Another problem with the question is that “economic policies” covers a very broad area that is open to multiple interpretations by respondents — and manipulation by the writer of the findings. The pollsters would have generated more valuable, interesting, and valid data if they had structured their question as:

Consider each of the following areas of Barack Obama’s economic policies. What impact do you feel each has had upon the economy now and in the future? Greatly helped, Helped somewhat, No impact yet but will, No impact now or in the future, Hurt somewhat, Greatly hurt.

— Policy 1
— Policy 2, etc.

~ ~ ~

Is the purpose of the polls performed by major news organizations

  1. to understand the feelings of the populace
  2. to drive those opinions or
  3. to generate data that certain, preferred candidates can use to their advantage in the campaign?

Looking at these two questions — as well as phrasing in a July 19 poll — it’s hard to say the former, which should be the goal of responsible, unbiased researchers.

In summary, these two questions show that these pollsters bring bias to their polling. Always look at the survey instrument to sense if there’s bias in the wording and fairness in interpreting the data before accepting the findings. This caveat applies to political polls as well as organizational surveys.

~ ~ ~

So why does a business hire (or layoff) someone?

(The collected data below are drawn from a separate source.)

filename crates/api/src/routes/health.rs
//! Health check endpoints.

use axum::{Json, Router, routing::get};
use serde::Serialize;

use crate::AppState;

/// Health check response.
#[derive(Serialize)]
pub struct HealthResponse {
    /// Service status.
    pub status: &'static str,
    /// Service version.
    pub version: &'static str,
}

/// Health check handler.
async fn health_check() -> Json<HealthResponse> {
    Json(HealthResponse {
        status: "healthy",
        version: env!("CARGO_PKG_VERSION"),
    })
}

/// Creates health check routes.
pub fn routes() -> Router<AppState> {
    Router::new().route("/health", get(health_check))
}
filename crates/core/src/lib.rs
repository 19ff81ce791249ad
//! Core business logic for Kantor.
//!
//! This crate contains pure business logic with ZERO web or database dependencies.
//! All domain types, validation rules, and lifecycle calculations live here.
//!
//! # Modules
//!
//! - `order` - Order lifecycle state machine and revision quota rules
//! - `auth` - Password hashing

pub mod auth;
pub mod order;
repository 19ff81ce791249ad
//! Activity log routes.

use axum::{
    Json, Router,
    extract::{Query, State},
    http::StatusCode,
    response::IntoResponse,
    routing::get,
};
use serde::Deserialize;
use serde_json::json;
use tracing::error;

use crate::AppState;
use crate::middleware::auth::{AuthUser, forbidden};
use kantor_db::ActivityLogRepository;

/// Creates the activity log router.
pub fn routes() -> Router<AppState> {
    Router::new().route("/activity-logs", get(list_activity))
}

/// Query parameters for the activity listing.
#[derive(Debug, Deserialize)]
struct ActivityQuery {
    /// Maximum number of entries; defaults to 100.
    limit: Option<u64>,
}

/// GET /activity-logs - Recent activity entries (admin only).
async fn list_activity(
    State(state): State<AppState>,
    user: AuthUser,
    Query(query): Query<ActivityQuery>,
) -> impl IntoResponse {
    if !user.is_admin() {
        return forbidden();
    }

    let limit = query.limit.unwrap_or(100).min(1000);

    let repo = ActivityLogRepository::new((*state.db).clone());
    match repo.list_recent(limit).await {
        Ok(entries) => (StatusCode::OK, Json(json!({ "activity_logs": entries }))).into_response(),
        Err(e) => {
            error!(error = %e, "Failed to list activity logs");
            (
                StatusCode::INTERNAL_SERVER_ERROR,
                Json(json!({
                    "error": "internal_error",
                    "message": "Failed to list activity logs"
                })),
            )
                .into_response()
        }
    }
}
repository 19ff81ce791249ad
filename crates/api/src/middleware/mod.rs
//! Request middleware.

pub mod auth;
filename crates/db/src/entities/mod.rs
//! `SeaORM` entity definitions.

pub mod activity_logs;
pub mod documents;
pub mod orders;
pub mod payments;
pub mod revisions;
pub mod sea_orm_active_enums;
pub mod service_packages;
pub mod users;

A business hires someone if they feel the long-run value delivered to the organization will exceed the fully loaded cost of employing the person. It’s really that fundamental. While it’s unlikely a company can measure the direct value to the bottom line of a single employee or even a group — except perhaps for the sales force — that is what companies decide in the budgeting process. If the cost of employment exceeds the benefit, bottom line profit decreases. Why would a company hire people if the value they bring doesn’t exceed their cost?

The counterargument may be made that companies fire people to increase profits. It is true that laying off people may increase bottom-line profit, at least in the short run. (Google, not a politically conservative company at all, laid off many at its Motorola Mobile acquisition.) If the people being laid off had costs that exceeded their benefit, yes, profit will increase. But keeping people on the payroll just for the sake of “employment” can hurt those who deliver positive value to the company.

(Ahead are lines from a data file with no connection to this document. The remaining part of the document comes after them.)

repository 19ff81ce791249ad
//! `SeaORM` active enums mapping Postgres enum types.
//!
//! The pure domain equivalents live in `kantor-core`; conversions at the
//! repository boundary keep the core crate free of database types.

use kantor_core::auth::UserRole as CoreUserRole;
use kantor_core::order::{
    OrderStatus as CoreOrderStatus, PaymentStatus as CorePaymentStatus,
    RevisionStatus as CoreRevisionStatus,
};
use sea_orm::entity::prelude::*;
use serde::{Deserialize, Serialize};

/// Role of a portal user.
#[derive(Debug, Clone, PartialEq, Eq, EnumIter, DeriveActiveEnum, Serialize, Deserialize)]
#[serde(rename_all = "SCREAMING_SNAKE_CASE")]
#[sea_orm(rs_type = "String", db_type = "Enum", enum_name = "user_role")]
pub enum UserRole {
    /// Office administrator.
    #[sea_orm(string_value = "ADMIN")]
    Admin,
    /// Accountant.
    #[sea_orm(string_value = "AKUNTAN")]
    Akuntan,
    /// Client.
    #[sea_orm(string_value = "KLIEN")]
    Klien,
}

/// Lifecycle status of an order.
#[derive(Debug, Clone, PartialEq, Eq, EnumIter, DeriveActiveEnum, Serialize, Deserialize)]
#[serde(rename_all = "SCREAMING_SNAKE_CASE")]
#[sea_orm(rs_type = "String", db_type = "Enum", enum_name = "order_status")]
pub enum OrderStatus {
    /// Waiting for the client to pay.
    #[sea_orm(string_value = "PENDING_PAYMENT")]
    PendingPayment,
    /// Payment verified.
    #[sea_orm(string_value = "PAID")]
    Paid,
    /// An accountant is working on it.
    #[sea_orm(string_value = "IN_PROGRESS")]
    InProgress,
    /// Work delivered.
    #[sea_orm(string_value = "COMPLETED")]
    Completed,
}

/// Status of a payment record.
#[derive(Debug, Clone, PartialEq, Eq, EnumIter, DeriveActiveEnum, Serialize, Deserialize)]
#[serde(rename_all = "SCREAMING_SNAKE_CASE")]
#[sea_orm(rs_type = "String", db_type = "Enum", enum_name = "payment_status")]
pub enum PaymentStatus {
    /// Nothing received yet.
    #[sea_orm(string_value = "UNPAID")]
    Unpaid,
    /// Proof submitted, awaiting verification.
    #[sea_orm(string_value = "PENDING_APPROVAL")]
    PendingApproval,
    /// Verified.
    #[sea_orm(string_value = "PAID")]
    Paid,
}

/// Status of a revision request.
#[derive(Debug, Clone, PartialEq, Eq, EnumIter, DeriveActiveEnum, Serialize, Deserialize)]
#[serde(rename_all = "SCREAMING_SNAKE_CASE")]
#[sea_orm(rs_type = "String", db_type = "Enum", enum_name = "revision_status")]
pub enum RevisionStatus {
    /// Filed, not picked up.
    #[sea_orm(string_value = "PENDING")]
    Pending,
    /// Claimed by an accountant.
    #[sea_orm(string_value = "IN_PROGRESS")]
    InProgress,
    /// Delivered.
    #[sea_orm(string_value = "COMPLETED")]
    Completed,
    /// Declined.
    #[sea_orm(string_value = "REJECTED")]
    Rejected,
}

impl From<CoreUserRole> for UserRole {
    fn from(role: CoreUserRole) -> Self {
        match role {
            CoreUserRole::Admin => Self::Admin,
            CoreUserRole::Akuntan => Self::Akuntan,
            CoreUserRole::Klien => Self::Klien,
        }
    }
}

impl From<UserRole> for CoreUserRole {
    fn from(role: UserRole) -> Self {
        match role {
            UserRole::Admin => Self::Admin,
            UserRole::Akuntan => Self::Akuntan,
            UserRole::Klien => Self::Klien,
        }
    }
}

impl From<CoreOrderStatus> for OrderStatus {
    fn from(status: CoreOrderStatus) -> Self {
        match status {
            CoreOrderStatus::PendingPayment => Self::PendingPayment,
            CoreOrderStatus::Paid => Self::Paid,
            CoreOrderStatus::InProgress => Self::InProgress,
            CoreOrderStatus::Completed => Self::Completed,
        }
    }
}

impl From<OrderStatus> for CoreOrderStatus {
    fn from(status: OrderStatus) -> Self {
        match status {
            OrderStatus::PendingPayment => Self::PendingPayment,
            OrderStatus::Paid => Self::Paid,
            OrderStatus::InProgress => Self::InProgress,
            OrderStatus::Completed => Self::Completed,
        }
    }
}

impl From<CorePaymentStatus> for PaymentStatus {
    fn from(status: CorePaymentStatus) -> Self {
        match status {
            CorePaymentStatus::Unpaid => Self::Unpaid,
            CorePaymentStatus::PendingApproval => Self::PendingApproval,
            CorePaymentStatus::Paid => Self::Paid,
        }
    }
}

impl From<PaymentStatus> for CorePaymentStatus {
    fn from(status: PaymentStatus) -> Self {
        match status {
            PaymentStatus::Unpaid => Self::Unpaid,
            PaymentStatus::PendingApproval => Self::PendingApproval,
            PaymentStatus::Paid => Self::Paid,
        }
    }
}

impl From<CoreRevisionStatus> for RevisionStatus {
    fn from(status: CoreRevisionStatus) -> Self {
        match status {
            CoreRevisionStatus::Pending => Self::Pending,
            CoreRevisionStatus::InProgress => Self::InProgress,
            CoreRevisionStatus::Completed => Self::Completed,
            CoreRevisionStatus::Rejected => Self::Rejected,
        }
    }
}

impl From<RevisionStatus> for CoreRevisionStatus {
    fn from(status: RevisionStatus) -> Self {
        match status {
            RevisionStatus::Pending => Self::Pending,
            RevisionStatus::InProgress => Self::InProgress,
            RevisionStatus::Completed => Self::Completed,
            RevisionStatus::Rejected => Self::Rejected,
        }
    }
}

I worked for Digital Equipment Corporation in the 1980s. The company was on top of the world in 1987 when it employed more than 120,000 people worldwide. When senior management missed the changes in the competitive market, the company still resisted layoffs until the financial health of the company was threatened. In a decade Digital no longer existed with tens of thousands of job losses that greatly affected the Boston technology beltway for years to come.

More recently, look at the US car companies that employed people who literally did nothing in their “job banks.” Did that lack of focus on profit advance the bankruptcies? Most certainly.

No one’s business experience is focused on creating jobs. Entrepreneurs and business people want to build sustainable businesses by creating products and services people chose to buy. Jobs are a by-product, albeit a very important by-product, of a successful, profitable company.

Go to a thousand company websites and read their mission statements, preferably small growing companies that may not yet be profitable but are our job-creation engines. How many companies say their primary mission is to create jobs? I doubt you’ll find one.

Here’s the empirical proof that we all know. Ever heard of an established, unprofitable company that is hiring lots of people?

I recognize that was a bit of a rant, but as a business school professor this idea of “jobs versus profits” needs to be challenged for the misrepresentation that it is, and it is disturbing to find it in a survey done by a professional organization.